I have not found a way to escape the gradual revealing of death.  Each
morning wakes me rudely, whether I get enough sleep or too little.  I
wake with the heavy knowledge that life has dramatically changed; that
someone very important is missing.  I slide out of bed and slowly
tolerate the truth that Shawn is gone.  Each day the irreversible
reality sinks deeper than the day before.  I am beginning to believe
that news of this magnitude does not suddenly connect with the
cognitive mind and say, “now I realize”.  Instead, each day it gently
caresses the mind with its unwanted, unwelcome, unsolicited proof of

I am a witness to the unraveling certainty that Shawn can not come
back.  The timed release of information seeps into my body, which is
learning to absorb the shock in small doses; for the impact of the total
message all at once, would devastate the body beyond what it was
designed to endure.  I am evidence of this slow, fact-believing process.

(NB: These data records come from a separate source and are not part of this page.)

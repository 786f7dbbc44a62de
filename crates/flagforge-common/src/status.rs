use std::fmt;
use std::str::FromStr;

use serde::{Deserialize, Serialize};

/// Pipeline stage a run is in. `Done` is entered exactly once, together with
/// a terminal [`RunStatus`].
#[derive(Debug, Clone, Copy, PartialEq, Eq, Hash, Serialize, Deserialize)]
#[serde(rename_all = "snake_case")]
pub enum Stage {
    Crawl,
    Summarize,
    ThreatModel,
    Fuzz,
    Done,
}

impl Stage {
    /// The working stages in execution order.
    pub const PIPELINE: [Stage; 4] = [Stage::Crawl, Stage::Summarize, Stage::ThreatModel, Stage::Fuzz];

    pub fn as_str(&self) -> &'static str {
        match self {
            Self::Crawl => "crawl",
            Self::Summarize => "summarize",
            Self::ThreatModel => "threat_model",
            Self::Fuzz => "fuzz",
            Self::Done => "done",
        }
    }
}

impl fmt::Display for Stage {
    fn fmt(&self, f: &mut fmt::Formatter<'_>) -> fmt::Result {
        f.write_str(self.as_str())
    }
}

impl FromStr for Stage {
    type Err = String;

    fn from_str(s: &str) -> Result<Self, Self::Err> {
        match s {
            "crawl" => Ok(Self::Crawl),
            "summarize" => Ok(Self::Summarize),
            "threat_model" => Ok(Self::ThreatModel),
            "fuzz" => Ok(Self::Fuzz),
            "done" => Ok(Self::Done),
            _ => Err(format!("Invalid stage: {}", s)),
        }
    }
}

/// Lifecycle status of a run.
///
/// Allowed transitions: `pending -> running`, `running -> {completed, failed, stopped}`,
/// and `pending -> stopped` for runs cancelled before their first stage.
/// Terminal statuses never change again.
#[derive(Debug, Clone, Copy, PartialEq, Eq, Hash, Serialize, Deserialize)]
#[serde(rename_all = "snake_case")]
pub enum RunStatus {
    Pending,
    Running,
    Completed,
    Failed,
    Stopped,
}

impl RunStatus {
    pub fn as_str(&self) -> &'static str {
        match self {
            Self::Pending => "pending",
            Self::Running => "running",
            Self::Completed => "completed",
            Self::Failed => "failed",
            Self::Stopped => "stopped",
        }
    }

    pub fn is_terminal(&self) -> bool {
        matches!(self, Self::Completed | Self::Failed | Self::Stopped)
    }

    pub fn can_transition_to(&self, next: RunStatus) -> bool {
        match (self, next) {
            (Self::Pending, Self::Running) => true,
            (Self::Running, Self::Completed | Self::Failed | Self::Stopped) => true,
            _ => false,
        }
    }
}

impl fmt::Display for RunStatus {
    fn fmt(&self, f: &mut fmt::Formatter<'_>) -> fmt::Result {
        f.write_str(self.as_str())
    }
}

impl FromStr for RunStatus {
    type Err = String;

    fn from_str(s: &str) -> Result<Self, Self::Err> {
        match s {
            "pending" => Ok(Self::Pending),
            "running" => Ok(Self::Running),
            "completed" => Ok(Self::Completed),
            "failed" => Ok(Self::Failed),
            "stopped" => Ok(Self::Stopped),
            _ => Err(format!("Invalid run status: {}", s)),
        }
    }
}

#[derive(Debug, Clone, Copy, PartialEq, Eq, PartialOrd, Ord, Hash, Serialize, Deserialize)]
#[serde(rename_all = "snake_case")]
pub enum Severity {
    Low,
    Medium,
    High,
    Critical,
}

impl Severity {
    pub fn as_str(&self) -> &'static str {
        match self {
            Self::Low => "low",
            Self::Medium => "medium",
            Self::High => "high",
            Self::Critical => "critical",
        }
    }
}

impl fmt::Display for Severity {
    fn fmt(&self, f: &mut fmt::Formatter<'_>) -> fmt::Result {
        f.write_str(self.as_str())
    }
}

impl FromStr for Severity {
    type Err = String;

    fn from_str(s: &str) -> Result<Self, Self::Err> {
        match s.trim().to_lowercase().as_str() {
            "low" => Ok(Self::Low),
            "medium" => Ok(Self::Medium),
            "high" => Ok(Self::High),
            "critical" => Ok(Self::Critical),
            _ => Err(format!("Invalid severity: {}", s)),
        }
    }
}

We ate last night at the Red Oak; a restaurant known for its steaks and
wine.  I ordered salmon.  The menu told the story of the mighty Red Oak
tree.  It explained that the Mighty Red Oak was once a nut…that simply
held its ground.  There is my answer.  When did Shawn’s death hit me? 
His death isn’t capable of hitting me.  I am not receptive to a blow
that big.  The knowledge of his death grows within me, taking root,
spreading itself throughout my life, becoming part of what moves me and
part of where my future is going.  In response, I am simply trying to
hold my ground.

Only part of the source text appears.